La croce uncinata – Anch'essa di iconografia armena e rappresentata spesso in associazione al sole radiante in molte delle decorazioni scultoree del romanico lombardo non ha ancora ricevuto l'attenzione che merita. È presente in una piccola lastra parietale della chiesa di Sant'Ambrogio e benché la scultura di questo edificio sia stato oggetto di numerose e recenti ricerche (l'ultima risale al 2005) nessuno studioso vi fa cenno. Eppure una simile rappresentazione si trova anche nelle centralissime Santa Sabina e Santa Maria in Cosmedin a Roma.
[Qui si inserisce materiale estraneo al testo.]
use std::time::Duration;

use metrics::gauge;
use thiserror::Error;
use tracing::{debug, error};

use crate::config::Config;
use crate::prometheus;
use crate::registry::MetricRegistry;
use crate::status::{parse_status, StatusSnapshot};

#[derive(Error, Debug)]
enum PollError {
    #[error("request failed: {0}")]
    Fetch(#[from] reqwest::Error),
    #[error("unexpected status code: {0}")]
    BadStatus(reqwest::StatusCode),
}

/// Polls the proxy status page and publishes the parsed values to both the
/// internal metric registry and the Prometheus exporter instruments.
///
/// A poll cycle never takes the host process down with it: fetch errors,
/// timeouts and format drift are logged and swallowed, and any value that
/// fails to parse this cycle simply keeps its previously published reading.
pub struct StatusPoller {
    port: u16,
    path: String,
    timeout: Duration,
    registry: MetricRegistry,
    client: reqwest::Client,
}

impl StatusPoller {
    pub fn new(config: &Config, registry: MetricRegistry) -> Self {
        Self {
            port: config.status_port,
            path: config.status_path.clone(),
            timeout: Duration::from_secs(config.status_timeout_seconds),
            registry,
            client: reqwest::Client::new(),
        }
    }

    /// Runs poll cycles forever on a fixed interval. Meant to be spawned on
    /// its own task, decoupled from request handling.
    pub async fn run(self, poll_interval: Duration) {
        let mut interval = tokio::time::interval(poll_interval);
        loop {
            interval.tick().await;
            self.publish().await;
        }
    }

    /// One fetch-parse-publish cycle. Infallible by contract: every failure
    /// is logged with the attempted URL and swallowed.
    pub async fn publish(&self) {
        debug!("publishing proxy metrics");
        let url = format!("http://127.0.0.1:{}/{}", self.port, self.path);
        if let Err(err) = self.poll(&url).await {
            error!("failed to fetch proxy metrics for {}: {}", url, err);
        }
    }

    async fn poll(&self, url: &str) -> Result<(), PollError> {
        let response = self.client.get(url).timeout(self.timeout).send().await?;
        let status = response.status();
        if !status.is_success() {
            return Err(PollError::BadStatus(status));
        }

        let body = response.text().await?;
        self.publish_snapshot(parse_status(&body));
        Ok(())
    }

    /// Each matched group feeds both sinks with the same parsed integer, so
    /// the registry and the exporter never diverge within a cycle. Unmatched
    /// groups are not touched, stale values stay published.
    fn publish_snapshot(&self, snapshot: StatusSnapshot) {
        if let Some(active) = snapshot.active_connections {
            self.registry
                .update_gauge(&metric_name("active_connections"), active);
            gauge!(prometheus::ACTIVE_CONNECTIONS).set(active as f64);
        }

        if let Some(totals) = snapshot.totals {
            self.registry
                .update_counter(&metric_name("total_accepts"), totals.accepts);
            self.registry
                .update_counter(&metric_name("total_handled"), totals.handled);
            self.registry
                .update_counter(&metric_name("total_requests"), totals.requests);
            gauge!(prometheus::TOTAL_ACCEPTS).set(totals.accepts as f64);
            gauge!(prometheus::TOTAL_HANDLED).set(totals.handled as f64);
            gauge!(prometheus::TOTAL_REQUESTS).set(totals.requests as f64);
        }

        if let Some(workers) = snapshot.workers {
            self.registry
                .update_gauge(&metric_name("reading"), workers.reading);
            self.registry
                .update_gauge(&metric_name("writing"), workers.writing);
            self.registry
                .update_gauge(&metric_name("waiting"), workers.waiting);
            gauge!(prometheus::READING).set(workers.reading as f64);
            gauge!(prometheus::WRITING).set(workers.writing as f64);
            gauge!(prometheus::WAITING).set(workers.waiting as f64);
        }
    }
}

fn metric_name(postfix: &str) -> String {
    format!("proxy.{}", postfix)
}

#[cfg(test)]
mod tests {
    use std::sync::{Arc, RwLock};

    use axum::http::StatusCode;
    use axum::routing::get;
    use axum::Router;

    use super::*;

    const STATUS_BODY: &str =
        "Active connections: 4\n\nreading 10 20 30\nReading: 1 Writing: 2 Waiting: 3\n";

    fn test_config(port: u16) -> Config {
        Config {
            address: "127.0.0.1:0".parse().unwrap(),
            status_port: port,
            status_path: "status".to_string(),
            status_timeout_seconds: 3,
            poll_interval_seconds: 5,
            export_prometheus: false,
            environment: None,
            domain: None,
        }
    }

    async fn spawn_status_page(body: Arc<RwLock<String>>) -> u16 {
        let listener = tokio::net::TcpListener::bind("127.0.0.1:0").await.unwrap();
        let port = listener.local_addr().unwrap().port();
        let app = Router::new().route(
            "/status",
            get(move || {
                let body = body.clone();
                async move { body.read().unwrap().clone() }
            }),
        );
        tokio::spawn(async move { axum::serve(listener, app).await.unwrap() });
        port
    }

    fn sorted_metrics(registry: &MetricRegistry) -> Vec<(String, i64)> {
        let mut metrics = registry.list_metrics();
        metrics.sort();
        metrics
    }

    #[tokio::test]
    async fn publishes_all_seven_metrics() {
        let body = Arc::new(RwLock::new(STATUS_BODY.to_string()));
        let port = spawn_status_page(body).await;

        let registry = MetricRegistry::new();
        let poller = StatusPoller::new(&test_config(port), registry.clone());
        poller.publish().await;

        assert_eq!(
            sorted_metrics(&registry),
            vec![
                ("proxy.active_connections".to_string(), 4),
                ("proxy.reading".to_string(), 1),
                ("proxy.total_accepts".to_string(), 10),
                ("proxy.total_handled".to_string(), 20),
                ("proxy.total_requests".to_string(), 30),
                ("proxy.waiting".to_string(), 3),
                ("proxy.writing".to_string(), 2),
            ]
        );
    }

    #[tokio::test]
    async fn partial_page_leaves_stale_values_untouched() {
        let body = Arc::new(RwLock::new(STATUS_BODY.to_string()));
        let port = spawn_status_page(body.clone()).await;

        let registry = MetricRegistry::new();
        let poller = StatusPoller::new(&test_config(port), registry.clone());
        poller.publish().await;

        // Second cycle only carries the active connection count.
        *body.write().unwrap() = "Active connections: 9\n".to_string();
        poller.publish().await;

        assert_eq!(
            sorted_metrics(&registry),
            vec![
                ("proxy.active_connections".to_string(), 9),
                ("proxy.reading".to_string(), 1),
                ("proxy.total_accepts".to_string(), 10),
                ("proxy.total_handled".to_string(), 20),
                ("proxy.total_requests".to_string(), 30),
                ("proxy.waiting".to_string(), 3),
                ("proxy.writing".to_string(), 2),
            ]
        );
    }

    #[tokio::test]
    async fn non_success_response_publishes_nothing() {
        let listener = tokio::net::TcpListener::bind("127.0.0.1:0").await.unwrap();
        let port = listener.local_addr().unwrap().port();
        let app = Router::new().route(
            "/status",
            get(|| async { (StatusCode::SERVICE_UNAVAILABLE, "proxy restarting") }),
        );
        tokio::spawn(async move { axum::serve(listener, app).await.unwrap() });

        let registry = MetricRegistry::new();
        let poller = StatusPoller::new(&test_config(port), registry.clone());
        poller.publish().await;

        assert!(registry.list_metrics().is_empty());
    }

    #[tokio::test]
    async fn unreachable_proxy_publishes_nothing() {
        // Bind and immediately drop to get a port nobody listens on.
        let listener = tokio::net::TcpListener::bind("127.0.0.1:0").await.unwrap();
        let port = listener.local_addr().unwrap().port();
        drop(listener);

        let registry = MetricRegistry::new();
        let poller = StatusPoller::new(&test_config(port), registry.clone());
        poller.publish().await;

        assert!(registry.list_metrics().is_empty());
    }
}
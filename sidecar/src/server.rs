use std::future::Future;
use std::time::Duration;

use tokio::net::TcpListener;

use crate::config::Config;
use crate::lifecycle::LifecycleRegistry;
use crate::poller::StatusPoller;
use crate::registry::MetricRegistry;
use crate::router;

/// Serves the lifecycle surface on `listener` and runs the status poller on
/// its own task until `shutdown` resolves.
///
/// The poller task never shares an execution context with request handling:
/// a slow or hung status fetch cannot delay the HTTP surface.
pub async fn serve<F>(
    config: Config,
    listener: TcpListener,
    registry: MetricRegistry,
    lifecycle: LifecycleRegistry,
    shutdown: F,
) -> Result<(), std::io::Error>
where
    F: Future<Output = ()> + Send + 'static,
{
    let poller = StatusPoller::new(&config, registry.clone());
    let poll_task = tokio::spawn(poller.run(Duration::from_secs(config.poll_interval_seconds)));

    let app = router::router(registry, lifecycle, config.export_prometheus);

    tracing::info!("listening on {:?}", listener.local_addr()?);
    axum::serve(listener, app)
        .with_graceful_shutdown(shutdown)
        .await?;

    poll_task.abort();
    Ok(())
}
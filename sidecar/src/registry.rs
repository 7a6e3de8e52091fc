use std::collections::HashMap;
use std::sync::{Arc, RwLock};

use tracing::warn;

#[derive(Debug, Clone, Copy, PartialEq, Eq)]
pub enum MetricKind {
    /// Cumulative value, reported monotonically by the source.
    Counter,
    /// Instantaneous value, may go up or down between cycles.
    Gauge,
}

#[derive(Debug, Clone, Copy, PartialEq, Eq)]
pub struct Metric {
    pub kind: MetricKind,
    pub value: i64,
}

/// Process-wide store of named metrics, shared between the status poller
/// (writer) and the HTTP surface (reader).
///
/// Updates are last-write-wins per metric. Each update takes the map lock
/// once, so individual updates are linearizable; no consistency is promised
/// across metrics within one read of the store.
#[derive(Clone, Default)]
pub struct MetricRegistry {
    metrics: Arc<RwLock<HashMap<String, Metric>>>,
}

impl MetricRegistry {
    pub fn new() -> Self {
        Self::default()
    }

    pub fn update_counter(&self, name: &str, value: i64) {
        self.update(name, MetricKind::Counter, value)
    }

    pub fn update_gauge(&self, name: &str, value: i64) {
        self.update(name, MetricKind::Gauge, value)
    }

    fn update(&self, name: &str, kind: MetricKind, value: i64) {
        if let Ok(mut map) = self.metrics.write() {
            _ = map.insert(name.to_owned(), Metric { kind, value });
        } else {
            // Poisoned mutex: just warn, readers will keep the last good view
            warn!("poisoned MetricRegistry mutex, dropping update to {}", name);
        }
    }

    pub fn get(&self, name: &str) -> Option<Metric> {
        self.metrics
            .read()
            .ok()
            .and_then(|map| map.get(name).copied())
    }

    /// All registered metrics as (name, value) pairs, in unspecified order.
    pub fn list_metrics(&self) -> Vec<(String, i64)> {
        match self.metrics.read() {
            Ok(map) => map
                .iter()
                .map(|(name, metric)| (name.clone(), metric.value))
                .collect(),
            Err(_) => {
                warn!("poisoned MetricRegistry mutex, listing no metrics");
                Vec::new()
            }
        }
    }
}
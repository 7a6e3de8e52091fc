pub mod config;
pub mod endpoints;
pub mod lifecycle;
pub mod poller;
pub mod prometheus;
pub mod registry;
pub mod router;
pub mod server;
pub mod status;
//! File server hit counter

use std::sync::atomic::{AtomicU64, Ordering};
use std::sync::Arc;

use axum::{
    extract::{Request, State},
    middleware::Next,
    response::Response,
};

/// Count of requests served under `/app`. Cloning shares the counter.
#[derive(Debug, Clone, Default)]
pub struct RequestMetrics {
    file_server_hits: Arc<AtomicU64>,
}

impl RequestMetrics {
    pub fn new() -> Self {
        Self::default()
    }

    pub fn increment(&self) {
        self.file_server_hits.fetch_add(1, Ordering::Relaxed);
    }

    pub fn hits(&self) -> u64 {
        self.file_server_hits.load(Ordering::Relaxed)
    }

    pub fn reset(&self) {
        self.file_server_hits.store(0, Ordering::Relaxed);
    }
}

/// Middleware that counts every request it sees before passing it on
pub async fn count_hits(
    State(metrics): State<RequestMetrics>,
    request: Request,
    next: Next,
) -> Response {
    metrics.increment();
    next.run(request).await
}
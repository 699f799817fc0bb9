//! Authentication module for Chirpy

pub mod gateway;
pub mod headers;
pub mod jwt;
pub mod middleware;
pub mod password;
pub mod refresh_tokens;

pub use gateway::{
    access_token_ttl, AuthError, AuthGateway, Credential, Identity, LoginSession,
    MAX_ACCESS_TOKEN_TTL,
};
pub use headers::{extract_api_key, extract_bearer, HeaderError};
pub use jwt::{Claims, JwtError, JwtManager};
pub use middleware::{require_auth, AuthUser};
pub use password::{
    generate_impossible_hash, hash_password, hash_password_blocking, verify_password,
    verify_password_blocking, PasswordError,
};
pub use refresh_tokens::{RefreshTokenError, RefreshTokenStore, REFRESH_TOKEN_TTL};
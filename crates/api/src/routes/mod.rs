//! HTTP routes

pub mod admin;
pub mod chirps;
pub mod tokens;
pub mod users;
pub mod webhooks;


use axum::{
    extract::rejection::JsonRejection,
    middleware,
    routing::{get, post, put},
    Json, Router,
};
use tower_http::services::ServeDir;

use crate::{
    auth::require_auth,
    error::{ApiError, ApiResult},
    metrics::count_hits,
    state::AppState,
};

/// Build the full application router
pub fn create_router(state: AppState) -> Router {
    let auth = || middleware::from_fn_with_state(state.clone(), require_auth);

    let api = Router::new()
        .route("/api/healthz", get(healthz))
        .route(
            "/api/users",
            post(users::create_user).merge(put(users::update_user).route_layer(auth())),
        )
        .route("/api/login", post(users::login))
        .route("/api/refresh", post(tokens::refresh))
        .route("/api/revoke", post(tokens::revoke))
        .route(
            "/api/chirps",
            get(chirps::list_chirps).merge(post(chirps::create_chirp).route_layer(auth())),
        )
        .route(
            "/api/chirps/{id}",
            get(chirps::get_chirp)
                .merge(axum::routing::delete(chirps::delete_chirp).route_layer(auth())),
        )
        .route("/api/polka/webhooks", post(webhooks::polka_webhook))
        .route("/admin/metrics", get(admin::metrics))
        .route("/admin/reset", post(admin::reset));

    let file_server = Router::new()
        .nest_service("/app", ServeDir::new(&state.config.fileserver_root))
        .layer(middleware::from_fn_with_state(
            state.metrics.clone(),
            count_hits,
        ));

    api.merge(file_server).with_state(state)
}

async fn healthz() -> &'static str {
    "OK"
}

/// Unwrap a JSON body, turning extractor rejections into 400s
pub(crate) fn json_body<T>(payload: Result<Json<T>, JsonRejection>) -> ApiResult<T> {
    match payload {
        Ok(Json(value)) => Ok(value),
        Err(rejection) => {
            tracing::debug!(error = %rejection, "Rejected request body");
            Err(ApiError::Validation("Invalid request body".to_string()))
        }
    }
}
//! Chirp routes

use axum::{
    extract::{rejection::JsonRejection, Extension, Path, Query, State},
    http::StatusCode,
    Json,
};
use serde::Deserialize;
use uuid::Uuid;

use crate::{
    auth::AuthUser,
    db::{Chirp, SortOrder},
    error::{ApiError, ApiResult},
    routes::json_body,
    state::AppState,
};

/// Longest accepted chirp, in characters
pub const MAX_CHIRP_LENGTH: usize = 140;

const PROFANE_WORDS: [&str; 3] = ["kerfuffle", "sharbert", "fornax"];
const CENSORED: &str = "****";

/// Replace profane words (split on single spaces) with `****`
///
/// Matching is case-insensitive and whole-word only, so `Sharbert!` is kept.
pub fn clean_body(body: &str) -> String {
    body.split(' ')
        .map(|word| {
            let lower = word.to_lowercase();
            if PROFANE_WORDS.contains(&lower.as_str()) {
                CENSORED
            } else {
                word
            }
        })
        .collect::<Vec<_>>()
        .join(" ")
}

#[derive(Debug, Deserialize)]
pub struct CreateChirpRequest {
    #[serde(default)]
    pub body: String,
}

#[derive(Debug, Default, Deserialize)]
pub struct ListChirpsQuery {
    pub author_id: Option<String>,
    pub sort: Option<String>,
}

fn parse_id(raw: &str, what: &str) -> ApiResult<Uuid> {
    Uuid::parse_str(raw.trim()).map_err(|_| ApiError::Validation(format!("Invalid {what}")))
}

fn parse_sort(raw: Option<&str>) -> ApiResult<SortOrder> {
    match raw.map(str::trim) {
        None | Some("") => Ok(SortOrder::Asc),
        Some(s) if s.eq_ignore_ascii_case("asc") => Ok(SortOrder::Asc),
        Some(s) if s.eq_ignore_ascii_case("desc") => Ok(SortOrder::Desc),
        Some(_) => Err(ApiError::Validation(
            "sort must be \"asc\" or \"desc\"".into(),
        )),
    }
}

pub async fn create_chirp(
    State(state): State<AppState>,
    Extension(auth_user): Extension<AuthUser>,
    payload: Result<Json<CreateChirpRequest>, JsonRejection>,
) -> ApiResult<(StatusCode, Json<Chirp>)> {
    let req = json_body(payload)?;
    if req.body.trim().is_empty() {
        return Err(ApiError::Validation("Chirp is empty".into()));
    }
    if req.body.chars().count() > MAX_CHIRP_LENGTH {
        return Err(ApiError::Validation("Chirp is too long".into()));
    }

    let chirp = state
        .chirps
        .create_chirp(auth_user.user_id, &clean_body(&req.body))
        .await?;

    tracing::info!(chirp_id = %chirp.id, user_id = %auth_user.user_id, "Chirp created");
    Ok((StatusCode::CREATED, Json(chirp)))
}

pub async fn list_chirps(
    State(state): State<AppState>,
    Query(query): Query<ListChirpsQuery>,
) -> ApiResult<Json<Vec<Chirp>>> {
    let author_id = match query.author_id.as_deref().map(str::trim) {
        None | Some("") => None,
        Some(raw) => Some(parse_id(raw, "author_id")?),
    };
    let sort = parse_sort(query.sort.as_deref())?;

    Ok(Json(state.chirps.list_chirps(author_id, sort).await?))
}

pub async fn get_chirp(
    State(state): State<AppState>,
    Path(id): Path<String>,
) -> ApiResult<Json<Chirp>> {
    let id = parse_id(&id, "chirp ID")?;
    state
        .chirps
        .get_chirp(id)
        .await?
        .map(Json)
        .ok_or_else(|| ApiError::NotFound("Chirp not found".into()))
}

/// Only the author may delete a chirp
pub async fn delete_chirp(
    State(state): State<AppState>,
    Extension(auth_user): Extension<AuthUser>,
    Path(id): Path<String>,
) -> ApiResult<StatusCode> {
    let id = parse_id(&id, "chirp ID")?;
    let chirp = state
        .chirps
        .get_chirp(id)
        .await?
        .ok_or_else(|| ApiError::NotFound("Chirp not found".into()))?;

    if chirp.user_id != auth_user.user_id {
        tracing::warn!(chirp_id = %id, user_id = %auth_user.user_id, "Delete refused: not the author");
        return Err(ApiError::Forbidden);
    }

    if !state.chirps.delete_chirp(id, auth_user.user_id).await? {
        return Err(ApiError::NotFound("Chirp not found".into()));
    }

    tracing::info!(chirp_id = %id, user_id = %auth_user.user_id, "Chirp deleted");
    Ok(StatusCode::NO_CONTENT)
}
//! Persistence layer
//!
//! Row types and the repository traits the auth core and route handlers
//! depend on. [`PgStore`] is the production implementation; tests use the
//! in-memory store.

#[cfg(test)]
pub(crate) mod memory;
pub mod postgres;

use async_trait::async_trait;
use serde::Serialize;
use sqlx::FromRow;
use time::OffsetDateTime;
use uuid::Uuid;

pub use postgres::PgStore;

#[derive(Debug, thiserror::Error)]
pub enum StoreError {
    #[error("unique constraint violated")]
    UniqueViolation,
    #[error("database error: {0}")]
    Database(#[source] sqlx::Error),
}

impl From<sqlx::Error> for StoreError {
    fn from(e: sqlx::Error) -> Self {
        let unique = e
            .as_database_error()
            .is_some_and(|db| db.is_unique_violation());
        if unique {
            StoreError::UniqueViolation
        } else {
            StoreError::Database(e)
        }
    }
}

pub type StoreResult<T> = Result<T, StoreError>;

/// User row. Not `Serialize`; responses go through `UserResponse` so the
/// password hash never leaves the server.
#[derive(Debug, Clone, FromRow)]
pub struct User {
    pub id: Uuid,
    pub created_at: OffsetDateTime,
    pub updated_at: OffsetDateTime,
    pub email: String,
    pub hashed_password: String,
    pub is_chirpy_red: bool,
}

#[derive(Debug, Clone, PartialEq, Eq, FromRow, Serialize)]
pub struct Chirp {
    pub id: Uuid,
    #[serde(with = "time::serde::rfc3339")]
    pub created_at: OffsetDateTime,
    #[serde(with = "time::serde::rfc3339")]
    pub updated_at: OffsetDateTime,
    pub body: String,
    pub user_id: Uuid,
}

/// Persisted refresh token record
#[derive(Debug, Clone, PartialEq, Eq, FromRow)]
pub struct RefreshToken {
    pub token: String,
    pub created_at: OffsetDateTime,
    pub updated_at: OffsetDateTime,
    pub user_id: Uuid,
    pub expires_at: OffsetDateTime,
    pub revoked_at: Option<OffsetDateTime>,
}

/// Parameters for inserting a refresh token
#[derive(Debug, Clone)]
pub struct NewRefreshToken {
    pub token: String,
    pub user_id: Uuid,
    pub created_at: OffsetDateTime,
    pub expires_at: OffsetDateTime,
}

/// Creation-time ordering for chirp listings
#[derive(Debug, Clone, Copy, Default, PartialEq, Eq)]
pub enum SortOrder {
    #[default]
    Asc,
    Desc,
}

#[async_trait]
pub trait UserRepository: Send + Sync {
    async fn create_user(&self, email: &str, hashed_password: &str) -> StoreResult<User>;

    async fn get_user_by_email(&self, email: &str) -> StoreResult<Option<User>>;

    /// Replace email and password hash; `None` if the user no longer exists
    async fn update_credentials(
        &self,
        id: Uuid,
        email: &str,
        hashed_password: &str,
    ) -> StoreResult<Option<User>>;

    /// Set `is_chirpy_red`; returns false when no such user exists
    async fn upgrade_user(&self, id: Uuid) -> StoreResult<bool>;
}

#[async_trait]
pub trait ChirpRepository: Send + Sync {
    async fn create_chirp(&self, user_id: Uuid, body: &str) -> StoreResult<Chirp>;

    async fn list_chirps(&self, author_id: Option<Uuid>, sort: SortOrder)
        -> StoreResult<Vec<Chirp>>;

    async fn get_chirp(&self, id: Uuid) -> StoreResult<Option<Chirp>>;

    /// Delete a chirp owned by `user_id`; returns false when nothing matched
    async fn delete_chirp(&self, id: Uuid, user_id: Uuid) -> StoreResult<bool>;
}

#[async_trait]
pub trait RefreshTokenRepository: Send + Sync {
    async fn insert_refresh_token(&self, params: NewRefreshToken) -> StoreResult<RefreshToken>;

    async fn get_refresh_token(&self, token: &str) -> StoreResult<Option<RefreshToken>>;

    /// Mark as revoked unless already revoked; returns whether a row changed
    async fn revoke_refresh_token(&self, token: &str, at: OffsetDateTime) -> StoreResult<bool>;

    /// Delete every user. Refresh tokens and chirps go with them via cascade.
    async fn delete_all_users(&self) -> StoreResult<u64>;
}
Dunque anche questo sarà motivo per Dominioni per proseguire la sua instancabile e appassionata ricerca.

La musica armena – La seconda parte della serata è stata condotta da Maurizio Redegoso, diplomato in violino e viola, che ha deliziato i presenti con riproduzioni dal vivo e via stereo di musiche armene, spiegando che l'arte musicale al pari di quella figurativa ha influito molto sugli sviluppi della musica occidentale.Ll'ascolto di un brano che accompagnava i primi riti cristiani ad opera di monaci come Mesrop Machdotz, inventore dell'alfabeto armeno, interpretato dalla soprano armena Loussiné Zakarian è servito a comprendere quanto i successivi canti gregoriani, a livello di spartito e tecnica vocale, siano debitori nei confronti di un'arte che aveva le sue origini nell'Oriente del IV secolo d.C.. Ma la spiritualità armena è emersa con tutta la sua forza nei suoni emanati dal duduk, lo strumento principe della cultura musicale armena, capace di cullare gli animi di chiunque lo ascolti e in grado di produrre una musica che nemmeno i simili clarinetto e oboe occidentali possono eguagliare. A dimostrazione del fatto che ancora una volta nell'atavica cultura orientale c'è da riconoscere molto della nostra essenza occidentale.